* _Activity_: The response must consist of the lines below from the one with "assert_eq!(outbox.find_pending(10).await.unwrap().len(), 1);" through the one with "pub enum Command", exactly as they appear and with both ends kept.

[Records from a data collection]

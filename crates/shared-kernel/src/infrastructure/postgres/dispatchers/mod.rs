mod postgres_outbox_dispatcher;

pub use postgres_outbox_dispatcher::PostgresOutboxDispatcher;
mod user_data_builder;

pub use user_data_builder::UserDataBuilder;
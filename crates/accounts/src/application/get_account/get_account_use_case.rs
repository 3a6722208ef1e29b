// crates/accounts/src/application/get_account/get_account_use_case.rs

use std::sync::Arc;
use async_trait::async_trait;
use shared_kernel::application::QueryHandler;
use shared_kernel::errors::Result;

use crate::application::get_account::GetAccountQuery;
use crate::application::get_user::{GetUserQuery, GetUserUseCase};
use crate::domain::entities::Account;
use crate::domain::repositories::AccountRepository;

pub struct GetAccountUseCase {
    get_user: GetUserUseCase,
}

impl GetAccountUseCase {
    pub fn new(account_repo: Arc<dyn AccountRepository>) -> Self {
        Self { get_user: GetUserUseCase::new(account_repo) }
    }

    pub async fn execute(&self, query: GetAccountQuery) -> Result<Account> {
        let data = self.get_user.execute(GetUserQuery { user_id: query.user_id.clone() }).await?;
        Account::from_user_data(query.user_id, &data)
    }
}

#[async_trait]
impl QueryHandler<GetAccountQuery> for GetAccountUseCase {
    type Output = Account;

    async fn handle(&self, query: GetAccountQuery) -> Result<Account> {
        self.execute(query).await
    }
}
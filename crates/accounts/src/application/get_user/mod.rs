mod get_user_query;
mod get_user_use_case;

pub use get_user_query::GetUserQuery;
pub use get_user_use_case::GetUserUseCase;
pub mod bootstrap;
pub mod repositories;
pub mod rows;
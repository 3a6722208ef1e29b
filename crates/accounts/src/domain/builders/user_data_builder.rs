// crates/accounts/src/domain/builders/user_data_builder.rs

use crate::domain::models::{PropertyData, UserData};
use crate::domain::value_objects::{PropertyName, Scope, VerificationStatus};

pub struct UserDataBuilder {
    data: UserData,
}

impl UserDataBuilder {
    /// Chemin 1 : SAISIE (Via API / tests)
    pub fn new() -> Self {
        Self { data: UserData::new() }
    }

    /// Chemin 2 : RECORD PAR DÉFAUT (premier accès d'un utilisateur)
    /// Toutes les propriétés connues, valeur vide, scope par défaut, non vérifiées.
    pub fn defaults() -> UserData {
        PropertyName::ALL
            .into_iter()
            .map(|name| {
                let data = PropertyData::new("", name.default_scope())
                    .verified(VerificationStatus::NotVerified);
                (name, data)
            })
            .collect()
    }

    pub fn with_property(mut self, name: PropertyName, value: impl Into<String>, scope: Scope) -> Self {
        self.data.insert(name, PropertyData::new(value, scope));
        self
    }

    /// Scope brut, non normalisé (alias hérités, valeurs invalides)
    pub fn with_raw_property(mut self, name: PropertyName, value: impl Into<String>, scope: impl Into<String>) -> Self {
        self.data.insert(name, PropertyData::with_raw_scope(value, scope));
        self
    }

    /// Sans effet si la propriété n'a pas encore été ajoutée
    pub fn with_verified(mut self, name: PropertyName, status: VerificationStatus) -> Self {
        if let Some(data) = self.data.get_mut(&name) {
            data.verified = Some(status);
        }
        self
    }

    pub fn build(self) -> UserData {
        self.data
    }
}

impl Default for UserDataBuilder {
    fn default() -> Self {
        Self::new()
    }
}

* * *

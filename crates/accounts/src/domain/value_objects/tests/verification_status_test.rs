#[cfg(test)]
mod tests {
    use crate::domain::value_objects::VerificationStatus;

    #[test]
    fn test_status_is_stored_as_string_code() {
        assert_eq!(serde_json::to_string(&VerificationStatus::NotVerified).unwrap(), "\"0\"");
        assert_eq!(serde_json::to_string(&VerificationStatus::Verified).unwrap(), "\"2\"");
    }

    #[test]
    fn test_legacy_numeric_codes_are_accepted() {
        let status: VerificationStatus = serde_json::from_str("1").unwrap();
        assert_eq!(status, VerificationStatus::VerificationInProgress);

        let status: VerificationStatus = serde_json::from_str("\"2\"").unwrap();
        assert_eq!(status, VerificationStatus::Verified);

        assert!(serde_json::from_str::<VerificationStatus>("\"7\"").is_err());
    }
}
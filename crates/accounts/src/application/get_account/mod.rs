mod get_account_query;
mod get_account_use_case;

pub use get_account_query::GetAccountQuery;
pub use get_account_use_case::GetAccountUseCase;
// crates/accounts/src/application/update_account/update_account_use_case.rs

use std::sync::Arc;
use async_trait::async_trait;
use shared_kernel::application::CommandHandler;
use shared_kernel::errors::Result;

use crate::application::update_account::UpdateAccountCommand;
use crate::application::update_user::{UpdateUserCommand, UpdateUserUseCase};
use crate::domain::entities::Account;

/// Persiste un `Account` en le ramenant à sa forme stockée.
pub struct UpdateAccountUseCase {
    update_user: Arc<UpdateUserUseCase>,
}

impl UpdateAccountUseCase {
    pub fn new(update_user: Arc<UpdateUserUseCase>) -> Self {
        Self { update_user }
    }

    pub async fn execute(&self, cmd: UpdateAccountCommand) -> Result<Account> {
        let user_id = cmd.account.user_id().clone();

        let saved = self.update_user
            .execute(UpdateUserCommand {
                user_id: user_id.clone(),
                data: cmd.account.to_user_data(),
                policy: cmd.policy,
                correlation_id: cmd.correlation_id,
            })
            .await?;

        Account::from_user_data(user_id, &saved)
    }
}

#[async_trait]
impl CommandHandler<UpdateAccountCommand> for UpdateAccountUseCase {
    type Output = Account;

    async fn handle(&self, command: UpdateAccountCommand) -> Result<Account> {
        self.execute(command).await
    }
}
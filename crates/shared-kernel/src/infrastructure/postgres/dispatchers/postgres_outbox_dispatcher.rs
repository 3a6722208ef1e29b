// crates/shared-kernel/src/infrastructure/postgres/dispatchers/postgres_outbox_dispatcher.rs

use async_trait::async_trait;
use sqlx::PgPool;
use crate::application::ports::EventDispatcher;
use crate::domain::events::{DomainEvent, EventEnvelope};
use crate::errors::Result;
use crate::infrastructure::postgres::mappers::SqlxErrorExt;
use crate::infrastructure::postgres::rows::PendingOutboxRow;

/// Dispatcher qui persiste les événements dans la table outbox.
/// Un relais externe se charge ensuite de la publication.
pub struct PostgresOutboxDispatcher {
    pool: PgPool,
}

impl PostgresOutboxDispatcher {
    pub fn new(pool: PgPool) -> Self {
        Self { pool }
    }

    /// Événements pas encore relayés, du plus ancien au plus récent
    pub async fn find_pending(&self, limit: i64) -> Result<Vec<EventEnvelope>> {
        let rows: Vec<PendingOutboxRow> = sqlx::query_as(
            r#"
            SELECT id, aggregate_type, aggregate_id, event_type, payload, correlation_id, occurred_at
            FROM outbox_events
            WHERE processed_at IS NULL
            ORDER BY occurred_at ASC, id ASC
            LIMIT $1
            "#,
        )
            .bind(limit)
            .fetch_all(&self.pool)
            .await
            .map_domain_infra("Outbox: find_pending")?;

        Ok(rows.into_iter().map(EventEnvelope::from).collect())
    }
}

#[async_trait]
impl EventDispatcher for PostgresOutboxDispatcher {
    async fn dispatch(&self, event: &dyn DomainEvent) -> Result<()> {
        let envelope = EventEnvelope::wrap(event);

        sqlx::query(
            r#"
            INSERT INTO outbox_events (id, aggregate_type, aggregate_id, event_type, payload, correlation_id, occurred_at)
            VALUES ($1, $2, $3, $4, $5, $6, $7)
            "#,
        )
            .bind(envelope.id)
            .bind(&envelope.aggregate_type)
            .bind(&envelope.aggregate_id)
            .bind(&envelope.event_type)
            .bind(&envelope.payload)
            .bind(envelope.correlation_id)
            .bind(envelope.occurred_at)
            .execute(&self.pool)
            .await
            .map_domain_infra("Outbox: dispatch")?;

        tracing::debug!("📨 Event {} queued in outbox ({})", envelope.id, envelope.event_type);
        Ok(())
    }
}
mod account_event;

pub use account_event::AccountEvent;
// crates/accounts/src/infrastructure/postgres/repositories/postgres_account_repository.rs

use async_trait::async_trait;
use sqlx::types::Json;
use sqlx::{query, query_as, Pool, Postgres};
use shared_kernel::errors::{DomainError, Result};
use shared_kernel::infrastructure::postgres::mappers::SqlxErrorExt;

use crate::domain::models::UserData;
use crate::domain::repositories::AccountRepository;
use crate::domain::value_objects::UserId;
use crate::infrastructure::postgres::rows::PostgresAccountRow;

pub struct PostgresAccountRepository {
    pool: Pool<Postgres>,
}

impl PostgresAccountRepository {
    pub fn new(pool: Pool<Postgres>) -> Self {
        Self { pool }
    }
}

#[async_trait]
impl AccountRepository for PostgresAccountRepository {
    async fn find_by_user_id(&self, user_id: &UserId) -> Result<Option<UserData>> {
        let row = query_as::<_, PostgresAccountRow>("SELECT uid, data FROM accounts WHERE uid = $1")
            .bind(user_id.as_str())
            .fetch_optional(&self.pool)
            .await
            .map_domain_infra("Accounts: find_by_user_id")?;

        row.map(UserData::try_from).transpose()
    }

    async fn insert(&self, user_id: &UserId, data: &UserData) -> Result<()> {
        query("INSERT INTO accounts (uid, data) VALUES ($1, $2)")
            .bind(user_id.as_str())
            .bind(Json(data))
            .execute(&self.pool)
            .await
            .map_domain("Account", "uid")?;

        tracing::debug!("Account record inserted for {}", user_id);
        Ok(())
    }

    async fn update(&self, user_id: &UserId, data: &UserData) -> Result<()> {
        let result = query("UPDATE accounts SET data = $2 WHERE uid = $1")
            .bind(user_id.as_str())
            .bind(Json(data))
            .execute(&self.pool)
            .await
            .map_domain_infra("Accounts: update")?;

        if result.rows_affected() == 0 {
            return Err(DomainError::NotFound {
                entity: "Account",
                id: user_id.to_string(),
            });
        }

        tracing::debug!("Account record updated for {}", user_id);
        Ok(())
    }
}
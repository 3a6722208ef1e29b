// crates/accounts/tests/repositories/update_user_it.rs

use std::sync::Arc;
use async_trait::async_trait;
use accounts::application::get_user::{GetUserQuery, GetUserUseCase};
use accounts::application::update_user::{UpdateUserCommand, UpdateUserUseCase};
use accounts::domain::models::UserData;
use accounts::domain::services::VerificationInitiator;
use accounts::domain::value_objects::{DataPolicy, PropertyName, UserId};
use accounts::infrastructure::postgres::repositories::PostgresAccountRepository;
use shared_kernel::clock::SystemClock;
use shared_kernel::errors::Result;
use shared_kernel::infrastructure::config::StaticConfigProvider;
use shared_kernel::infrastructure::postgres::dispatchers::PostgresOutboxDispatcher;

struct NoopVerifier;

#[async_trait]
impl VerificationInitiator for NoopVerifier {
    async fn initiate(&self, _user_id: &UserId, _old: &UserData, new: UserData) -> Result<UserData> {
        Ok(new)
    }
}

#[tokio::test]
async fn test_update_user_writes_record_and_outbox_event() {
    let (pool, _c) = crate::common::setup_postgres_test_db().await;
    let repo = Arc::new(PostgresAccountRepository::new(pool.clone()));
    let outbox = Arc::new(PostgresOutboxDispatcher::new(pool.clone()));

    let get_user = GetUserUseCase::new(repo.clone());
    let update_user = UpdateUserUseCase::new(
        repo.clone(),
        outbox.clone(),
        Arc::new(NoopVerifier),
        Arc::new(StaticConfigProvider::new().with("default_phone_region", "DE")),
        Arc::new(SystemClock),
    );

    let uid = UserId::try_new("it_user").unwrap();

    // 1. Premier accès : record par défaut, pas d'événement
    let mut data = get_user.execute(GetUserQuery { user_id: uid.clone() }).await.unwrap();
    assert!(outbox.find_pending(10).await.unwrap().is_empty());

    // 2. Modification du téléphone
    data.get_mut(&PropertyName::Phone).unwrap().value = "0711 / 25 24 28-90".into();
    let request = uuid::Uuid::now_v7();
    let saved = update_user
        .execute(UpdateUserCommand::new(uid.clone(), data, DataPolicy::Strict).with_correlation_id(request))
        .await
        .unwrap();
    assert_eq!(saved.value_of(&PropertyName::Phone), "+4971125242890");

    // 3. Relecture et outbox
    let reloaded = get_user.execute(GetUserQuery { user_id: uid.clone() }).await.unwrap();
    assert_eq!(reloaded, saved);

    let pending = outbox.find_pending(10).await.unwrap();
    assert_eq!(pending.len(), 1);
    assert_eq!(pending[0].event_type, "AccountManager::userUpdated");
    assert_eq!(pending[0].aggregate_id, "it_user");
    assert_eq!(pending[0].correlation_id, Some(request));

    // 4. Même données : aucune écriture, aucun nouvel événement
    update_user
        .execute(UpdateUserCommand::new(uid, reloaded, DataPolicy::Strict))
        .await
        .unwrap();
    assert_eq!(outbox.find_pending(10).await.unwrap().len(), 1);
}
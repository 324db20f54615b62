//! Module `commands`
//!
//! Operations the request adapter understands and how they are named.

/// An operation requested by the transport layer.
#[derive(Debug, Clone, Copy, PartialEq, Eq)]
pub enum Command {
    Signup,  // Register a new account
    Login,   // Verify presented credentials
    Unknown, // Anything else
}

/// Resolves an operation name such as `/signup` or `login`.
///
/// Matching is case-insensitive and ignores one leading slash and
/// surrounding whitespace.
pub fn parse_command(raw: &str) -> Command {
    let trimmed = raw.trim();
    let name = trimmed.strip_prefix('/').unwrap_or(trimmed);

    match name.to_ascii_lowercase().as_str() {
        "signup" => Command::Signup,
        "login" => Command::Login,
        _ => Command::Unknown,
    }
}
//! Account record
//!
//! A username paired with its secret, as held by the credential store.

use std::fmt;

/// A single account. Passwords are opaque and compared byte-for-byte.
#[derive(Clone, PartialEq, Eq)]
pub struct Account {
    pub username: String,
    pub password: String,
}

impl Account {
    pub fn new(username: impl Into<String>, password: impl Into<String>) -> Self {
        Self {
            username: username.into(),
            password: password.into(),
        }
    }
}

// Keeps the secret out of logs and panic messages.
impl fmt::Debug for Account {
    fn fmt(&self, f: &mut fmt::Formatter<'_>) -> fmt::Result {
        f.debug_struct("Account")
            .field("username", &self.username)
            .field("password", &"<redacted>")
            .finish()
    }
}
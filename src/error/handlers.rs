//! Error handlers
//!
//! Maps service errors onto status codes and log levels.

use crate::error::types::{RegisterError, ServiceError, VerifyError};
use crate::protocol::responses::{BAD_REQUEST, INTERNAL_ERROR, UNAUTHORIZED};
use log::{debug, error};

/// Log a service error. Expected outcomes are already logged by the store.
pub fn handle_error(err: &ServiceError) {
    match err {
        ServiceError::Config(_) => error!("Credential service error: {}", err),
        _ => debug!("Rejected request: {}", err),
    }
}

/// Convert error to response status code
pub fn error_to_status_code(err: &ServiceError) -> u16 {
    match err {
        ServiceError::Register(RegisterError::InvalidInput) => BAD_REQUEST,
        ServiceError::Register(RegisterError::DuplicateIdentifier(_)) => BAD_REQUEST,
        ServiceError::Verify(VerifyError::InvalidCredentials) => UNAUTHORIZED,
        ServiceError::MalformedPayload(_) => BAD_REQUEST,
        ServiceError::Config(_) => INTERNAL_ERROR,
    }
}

* _Answer box_:
    assert_eq!(outbox.find_pending(10).await.unwrap().len(), 1);
}
repository 324db20f54615b62
//! Module `commands`
//!
//! Operations the request adapter understands and how they are named.

/// An operation requested by the transport layer.
#[derive(Debug, Clone, Copy, PartialEq, Eq)]
pub enum Command {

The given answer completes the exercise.